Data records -
BEGIN

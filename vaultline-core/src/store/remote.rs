//! Entry store over the hosted table API (PostgREST dialect).

use super::row::{eq, EntryRow, InsertRow, PatchRow, COL_CREATED_AT, COL_ID, COL_OWNER};
use super::EntryStore;
use crate::config::{BackendConfig, DeletePolicy};
use crate::entry::{CredentialEntry, EntryId, EntryPatch, NewEntry};
use crate::http::{build_client, check_status, transport_error};
use crate::session::{Session, SessionSlot};
use crate::{Result, VaultError};
use async_trait::async_trait;
use chrono::Utc;
use reqwest::{Method, RequestBuilder};
use tracing::debug;

const RETURN_REPRESENTATION: &str = "return=representation";

/// HTTP client for the entries table.
pub struct RemoteEntryStore {
    client: reqwest::Client,
    config: BackendConfig,
    session: SessionSlot,
}

impl RemoteEntryStore {
    /// Create a store for `config`, reading the session from `session`.
    pub fn new(config: BackendConfig, session: SessionSlot) -> Result<Self> {
        config.validate()?;
        let client = build_client(&config)?;

        Ok(Self {
            client,
            config,
            session,
        })
    }

    fn table_url(&self) -> String {
        format!("{}/rest/v1/{}", self.config.base_url(), self.config.table)
    }

    fn request(&self, method: Method, session: &Session) -> RequestBuilder {
        self.client
            .request(method, self.table_url())
            .header("apikey", &self.config.anon_key)
            .bearer_auth(&session.access_token)
    }

    /// Request addressing a single row of the session's principal.
    fn row_request(&self, method: Method, session: &Session, id: &EntryId) -> RequestBuilder {
        self.request(method, session)
            .query(&[
                (COL_ID, eq(id.as_str())),
                (COL_OWNER, eq(session.principal_id.as_str())),
            ])
            .header("Prefer", RETURN_REPRESENTATION)
    }

    async fn fetch_rows(&self, request: RequestBuilder) -> Result<Vec<EntryRow>> {
        let resp = request.send().await.map_err(transport_error)?;
        let resp = check_status(resp).await?;

        resp.json::<Vec<EntryRow>>()
            .await
            .map_err(|e| VaultError::StoreUnavailable(format!("Invalid backend response: {}", e)))
    }

    async fn single_row(&self, request: RequestBuilder, id: &EntryId) -> Result<EntryRow> {
        self.fetch_rows(request)
            .await?
            .into_iter()
            .next()
            .ok_or_else(|| VaultError::NotFound(format!("Entry {}", id)))
    }
}

#[async_trait]
impl EntryStore for RemoteEntryStore {
    async fn list(&self) -> Result<Vec<CredentialEntry>> {
        let session = self.session.require()?;
        debug!("Listing entries for {}", session.principal_id);

        let request = self.request(Method::GET, &session).query(&[
            ("select", "*".to_string()),
            (COL_OWNER, eq(session.principal_id.as_str())),
            ("order", format!("{}.desc", COL_CREATED_AT)),
        ]);

        let rows = self.fetch_rows(request).await?;
        Ok(rows.into_iter().map(CredentialEntry::from).collect())
    }

    async fn create(&self, entry: NewEntry) -> Result<CredentialEntry> {
        let session = self.session.require()?;
        let entry = entry.validate()?;

        let body = InsertRow::new(&session.principal_id, entry, Utc::now());
        let request = self
            .request(Method::POST, &session)
            .header("Prefer", RETURN_REPRESENTATION)
            .json(&[body]);

        let row = self
            .fetch_rows(request)
            .await?
            .into_iter()
            .next()
            .ok_or_else(|| {
                VaultError::StoreUnavailable("Backend returned no row for insert".to_string())
            })?;

        debug!("Created entry {}", row.id);
        Ok(row.into())
    }

    async fn update(&self, id: &EntryId, patch: EntryPatch) -> Result<CredentialEntry> {
        let session = self.session.require()?;
        let patch = patch.validate()?;

        let request = self
            .row_request(Method::PATCH, &session, id)
            .json(&PatchRow::edit(patch, Utc::now()));

        let row = self.single_row(request, id).await?;
        debug!("Updated entry {}", id);
        Ok(row.into())
    }

    async fn delete(&self, id: &EntryId) -> Result<()> {
        let session = self.session.require()?;
        let request = self.row_request(Method::DELETE, &session, id);

        match self.single_row(request, id).await {
            Ok(_) => {
                debug!("Deleted entry {}", id);
                Ok(())
            }
            Err(VaultError::NotFound(_)) if self.config.delete_policy == DeletePolicy::Idempotent => {
                debug!("Delete of missing entry {} accepted", id);
                Ok(())
            }
            Err(e) => Err(e),
        }
    }

    async fn mark_used(&self, id: &EntryId) -> Result<()> {
        let session = self.session.require()?;
        let request = self
            .row_request(Method::PATCH, &session, id)
            .json(&PatchRow::used(Utc::now()));

        self.single_row(request, id).await?;
        Ok(())
    }
}
//! Platform-specific paths for config and session files

use std::path::PathBuf;

/// Get the platform-specific config directory
///
/// Returns:
/// - Windows: %APPDATA%\Vaultline
/// - macOS: ~/Library/Application Support/Vaultline
/// - Linux/Other: ~/.config/Vaultline
pub fn get_config_dir() -> PathBuf {
    let base = dirs::config_dir()
        .or_else(dirs::data_dir)
        .or_else(|| dirs::home_dir().map(|h| h.join(".config")))
        .unwrap_or_else(|| PathBuf::from("."));

    base.join("Vaultline")
}

/// Get the default config file path
pub fn get_default_config_path() -> PathBuf {
    get_config_dir().join("config.toml")
}

/// Get the path of the persisted login session
pub fn get_session_path() -> PathBuf {
    get_config_dir().join("session.json")
}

END

Reproduce the records above with every character intact.

filename vaultline-core/src/store/remote.rs
//! Entry store over the hosted table API (PostgREST dialect).

use super::row::{eq, EntryRow, InsertRow, PatchRow, COL_CREATED_AT, COL_ID, COL_OWNER};
use super::EntryStore;
use crate::config::{BackendConfig, DeletePolicy};
use crate::entry::{CredentialEntry, EntryId, EntryPatch, NewEntry};
use crate::http::{build_client, check_status, transport_error};
use crate::session::{Session, SessionSlot};
use crate::{Result, VaultError};
use async_trait::async_trait;
use chrono::Utc;
use reqwest::{Method, RequestBuilder};
use tracing::debug;

const RETURN_REPRESENTATION: &str = "return=representation";

/// HTTP client for the entries table.
pub struct RemoteEntryStore {
    client: reqwest::Client,
    config: BackendConfig,
    session: SessionSlot,
}

impl RemoteEntryStore {
    /// Create a store for `config`, reading the session from `session`.
    pub fn new(config: BackendConfig, session: SessionSlot) -> Result<Self> {
        config.validate()?;
        let client = build_client(&config)?;

        Ok(Self {
            client,
            config,
            session,
        })
    }

    fn table_url(&self) -> String {
        format!("{}/rest/v1/{}", self.config.base_url(), self.config.table)
    }

    fn request(&self, method: Method, session: &Session) -> RequestBuilder {
        self.client
            .request(method, self.table_url())
            .header("apikey", &self.config.anon_key)
            .bearer_auth(&session.access_token)
    }

    /// Request addressing a single row of the session's principal.
    fn row_request(&self, method: Method, session: &Session, id: &EntryId) -> RequestBuilder {
        self.request(method, session)
            .query(&[
                (COL_ID, eq(id.as_str())),
                (COL_OWNER, eq(session.principal_id.as_str())),
            ])
            .header("Prefer", RETURN_REPRESENTATION)
    }

    async fn fetch_rows(&self, request: RequestBuilder) -> Result<Vec<EntryRow>> {
        let resp = request.send().await.map_err(transport_error)?;
        let resp = check_status(resp).await?;

        resp.json::<Vec<EntryRow>>()
            .await
            .map_err(|e| VaultError::StoreUnavailable(format!("Invalid backend response: {}", e)))
    }

    async fn single_row(&self, request: RequestBuilder, id: &EntryId) -> Result<EntryRow> {
        self.fetch_rows(request)
            .await?
            .into_iter()
            .next()
            .ok_or_else(|| VaultError::NotFound(format!("Entry {}", id)))
    }
}

#[async_trait]
impl EntryStore for RemoteEntryStore {
    async fn list(&self) -> Result<Vec<CredentialEntry>> {
        let session = self.session.require()?;
        debug!("Listing entries for {}", session.principal_id);

        let request = self.request(Method::GET, &session).query(&[
            ("select", "*".to_string()),
            (COL_OWNER, eq(session.principal_id.as_str())),
            ("order", format!("{}.desc", COL_CREATED_AT)),
        ]);

        let rows = self.fetch_rows(request).await?;
        Ok(rows.into_iter().map(CredentialEntry::from).collect())
    }

    async fn create(&self, entry: NewEntry) -> Result<CredentialEntry> {
        let session = self.session.require()?;
        let entry = entry.validate()?;

        let body = InsertRow::new(&session.principal_id, entry, Utc::now());
        let request = self
            .request(Method::POST, &session)
            .header("Prefer", RETURN_REPRESENTATION)
            .json(&[body]);

        let row = self
            .fetch_rows(request)
            .await?
            .into_iter()
            .next()
            .ok_or_else(|| {
                VaultError::StoreUnavailable("Backend returned no row for insert".to_string())
            })?;

        debug!("Created entry {}", row.id);
        Ok(row.into())
    }

    async fn update(&self, id: &EntryId, patch: EntryPatch) -> Result<CredentialEntry> {
        let session = self.session.require()?;
        let patch = patch.validate()?;

        let request = self
            .row_request(Method::PATCH, &session, id)
            .json(&PatchRow::edit(patch, Utc::now()));

        let row = self.single_row(request, id).await?;
        debug!("Updated entry {}", id);
        Ok(row.into())
    }

    async fn delete(&self, id: &EntryId) -> Result<()> {
        let session = self.session.require()?;
        let request = self.row_request(Method::DELETE, &session, id);

        match self.single_row(request, id).await {
            Ok(_) => {
                debug!("Deleted entry {}", id);
                Ok(())
            }
            Err(VaultError::NotFound(_)) if self.config.delete_policy == DeletePolicy::Idempotent => {
                debug!("Delete of missing entry {} accepted", id);
                Ok(())
            }
            Err(e) => Err(e),
        }
    }

    async fn mark_used(&self, id: &EntryId) -> Result<()> {
        let session = self.session.require()?;
        let request = self
            .row_request(Method::PATCH, &session, id)
            .json(&PatchRow::used(Utc::now()));

        self.single_row(request, id).await?;
        Ok(())
    }
}
//! Platform-specific paths for config and session files

use std::path::PathBuf;

/// Get the platform-specific config directory
///
/// Returns:
/// - Windows: %APPDATA%\Vaultline
/// - macOS: ~/Library/Application Support/Vaultline
/// - Linux/Other: ~/.config/Vaultline
pub fn get_config_dir() -> PathBuf {
    let base = dirs::config_dir()
        .or_else(dirs::data_dir)
        .or_else(|| dirs::home_dir().map(|h| h.join(".config")))
        .unwrap_or_else(|| PathBuf::from("."));

    base.join("Vaultline")
}

/// Get the default config file path
pub fn get_default_config_path() -> PathBuf {
    get_config_dir().join("config.toml")
}

/// Get the path of the persisted login session
pub fn get_session_path() -> PathBuf {
    get_config_dir().join("session.json")
}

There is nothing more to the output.